The years to which Mr. Kuntzel refers are the time of the Arab Revolt in British Mandated Palestine, aimed at blocking further Jewish emigration there. He shows that this effort, which ultimately blocked the Peel Commission plan for partition of Palestine into a small Jewish, and larger Arab, state, was deliberately financed and backed from Berlin.
Following the withdrawal of the Peel plan, the British White Paper of 1939 effectively promised to close off Jewish settlement in Palestine without Arab consent after five years. Thus, even before the World War II broke out, the Nazis had achieved a significant policy aim in Britain’s backyard.
But what animates Mr. Kuntzel’s understandable fury is that although Nazi ideology was stamped out in Europe after 1945, it has continued to work its poisonous mission in the Muslim world.
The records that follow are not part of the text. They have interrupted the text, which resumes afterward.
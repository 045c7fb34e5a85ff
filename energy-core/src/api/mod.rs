//! Backend collaborator seam.
//!
//! The crate never speaks HTTP itself. An embedding application supplies an
//! [`EnergyApi`] implementation and this module layers retry, request
//! sequencing and the dataset store on top of it.

pub mod client;
pub mod dashboard;
pub mod error;
pub mod retry;
pub mod sequencer;

pub use client::EnergyApi;
pub use dashboard::{DashboardView, EnergyDashboard, Headline, RefreshOutcome};
pub use error::ApiError;
pub use retry::with_retry;
pub use sequencer::{RequestSequencer, RequestToken};
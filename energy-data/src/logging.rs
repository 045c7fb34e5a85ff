use std::{
    fs::File,
    io::{self, IsTerminal, Write},
    path::Path,
    sync::{Arc, Mutex, MutexGuard, PoisonError},
};

use anyhow::{Context, Result};
use chrono::Local;
use tracing::{Event, Level, Subscriber};
use tracing_subscriber::{
    EnvFilter,
    fmt::{
        FmtContext, MakeWriter,
        format::{FormatEvent, FormatFields, Writer},
    },
    layer::SubscriberExt,
    registry::LookupSpan,
    util::SubscriberInitExt,
};

// --- Formatter ---

/// Local-time timestamp, padded level, `file:line`, then the event fields.
struct LocalFmt;

impl<S, N> FormatEvent<S, N> for LocalFmt
where
    S: Subscriber + for<'a> LookupSpan<'a>,
    N: for<'a> FormatFields<'a> + 'static,
{
    fn format_event(
        &self,
        ctx: &FmtContext<'_, S, N>,
        mut writer: Writer<'_>,
        event: &Event<'_>,
    ) -> std::fmt::Result {
        let meta = event.metadata();
        let ansi = writer.has_ansi_escapes();

        let stamp = Local::now().format("%Y-%m-%dT%H:%M:%S%.3f%:z");
        if ansi {
            write!(writer, "\x1b[2m{stamp}\x1b[0m ")?;
        } else {
            write!(writer, "{stamp} ")?;
        }

        let colour = match *meta.level() {
            Level::ERROR => "\x1b[1;31m",
            Level::WARN => "\x1b[1;33m",
            Level::INFO => "\x1b[1;32m",
            Level::DEBUG => "\x1b[1;34m",
            Level::TRACE => "\x1b[1;35m",
        };
        if ansi {
            write!(writer, "{colour}{:>5}\x1b[0m ", meta.level())?;
        } else {
            write!(writer, "{:>5} ", meta.level())?;
        }

        if let (Some(file), Some(line)) = (meta.file(), meta.line()) {
            let file = file
                .rsplit_once("src/")
                .map(|(_, rest)| rest)
                .unwrap_or(file);
            write!(writer, "{file}:{line} ")?;
        }

        ctx.field_format().format_fields(writer.by_ref(), event)?;
        writeln!(writer)
    }
}

// --- File writer ---

/// Shares one append-mode log file between writer handles.
#[derive(Clone)]
struct FileSink(Arc<Mutex<File>>);

struct SinkWriter<'a>(MutexGuard<'a, File>);

impl Write for SinkWriter<'_> {
    fn write(
        &mut self,
        buf: &[u8],
    ) -> io::Result<usize> {
        self.0.write(buf)
    }

    fn flush(&mut self) -> io::Result<()> {
        self.0.flush()
    }
}

impl<'a> MakeWriter<'a> for FileSink {
    type Writer = SinkWriter<'a>;

    fn make_writer(&'a self) -> Self::Writer {
        SinkWriter(self.0.lock().unwrap_or_else(PoisonError::into_inner))
    }
}

/// Default directive for a `-v` count when `RUST_LOG` is unset.
pub fn default_directive(verbosity: u8) -> &'static str {
    match verbosity {
        0 => "info",
        1 => "debug",
        _ => "trace",
    }
}

/// Initializes logging. Call once at startup.
///
/// - Stderr: coloured when attached to a terminal, plain when piped.
/// - File: appended to when `log_file` is given.
/// - Level: `RUST_LOG` if set, otherwise derived from `verbosity`.
pub fn init(
    verbosity: u8,
    log_file: Option<&Path>,
) -> Result<()> {
    let filter = EnvFilter::try_from_default_env()
        .unwrap_or_else(|_| EnvFilter::new(default_directive(verbosity)));

    let stderr_layer = tracing_subscriber::fmt::layer()
        .event_format(LocalFmt)
        .with_ansi(io::stderr().is_terminal())
        .with_writer(io::stderr);

    let file_layer = match log_file {
        Some(path) => {
            let file = File::options()
                .create(true)
                .append(true)
                .open(path)
                .with_context(|| format!("cannot open log file '{}'", path.display()))?;
            Some(
                tracing_subscriber::fmt::layer()
                    .event_format(LocalFmt)
                    .with_ansi(false)
                    .with_writer(FileSink(Arc::new(Mutex::new(file)))),
            )
        }
        None => None,
    };

    tracing_subscriber::registry()
        .with(filter)
        .with(stderr_layer)
        .with(file_layer)
        .try_init()
        .context("logging already initialized")?;
    Ok(())
}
He cites Nazi influence on the Muslim Brotherhood in Egypt, which transformed that nation from one where Jews were respected and influential to one where they had no place.
And, in a break with the traditional Muslim attitude towards Jews of inequality but relative tolerance, he cites example after example of vile libels against Jews which would not be out of place in the infamous Nazi paper “Der Sturmer”:
“This tsunami of madness is only indirectly connected to the anti-Jewish passages in the core Islamic texts … Hostility to the Jews was connected to the abasement … Now, as ‘rulers of the world,’ they are deemed responsible for all misfortunes, and this leaves only one way out: to save the world by eradicating them.
“The extermination of Jewry throughout the world,” declared aq Nazi directive from 1943, is “the precondition for an enduring peace.”
The dots are not hard to connect, and Mr. Kuntzel draws a clear line from Nazi Berlin to September 11. He is almost as outraged by the indifference of Western societies to the transfer of this poisonous ideology as he is to the phenomenon itself.
And he points with despair and anguish at everything from the Allies’ refusal to punish the Mufti and worse yet letting him return to the Middle East to recent efforts by European governments to quash condemnation of such race hatred outside their continent. He cites German Foreign Minister Joschka Fischer in 2004 “arguing that antisemitism was a European problem, ‘not one for other countries and cultures.’ ”
If there is any comfort to be gained from this book, it is in its author’s righteous indignation , informed as it is by what he has learned from his own nation’s ability to reject and try to atone for its terrible past. And he ends with a stirring question:
“If we do not challenge the ideological roots of Islamism, it will be impossible to confront the Muslim world with the real alternative: will it choose an orientation towards life or towards death? Will it stand up for the individual and social self-determination or submit to the programme of uniformity of a death-obsessed clique of Mullahs and its integral Jew-hatred?”
Martin Rubin is a writer and critic in Pasadena, Calif.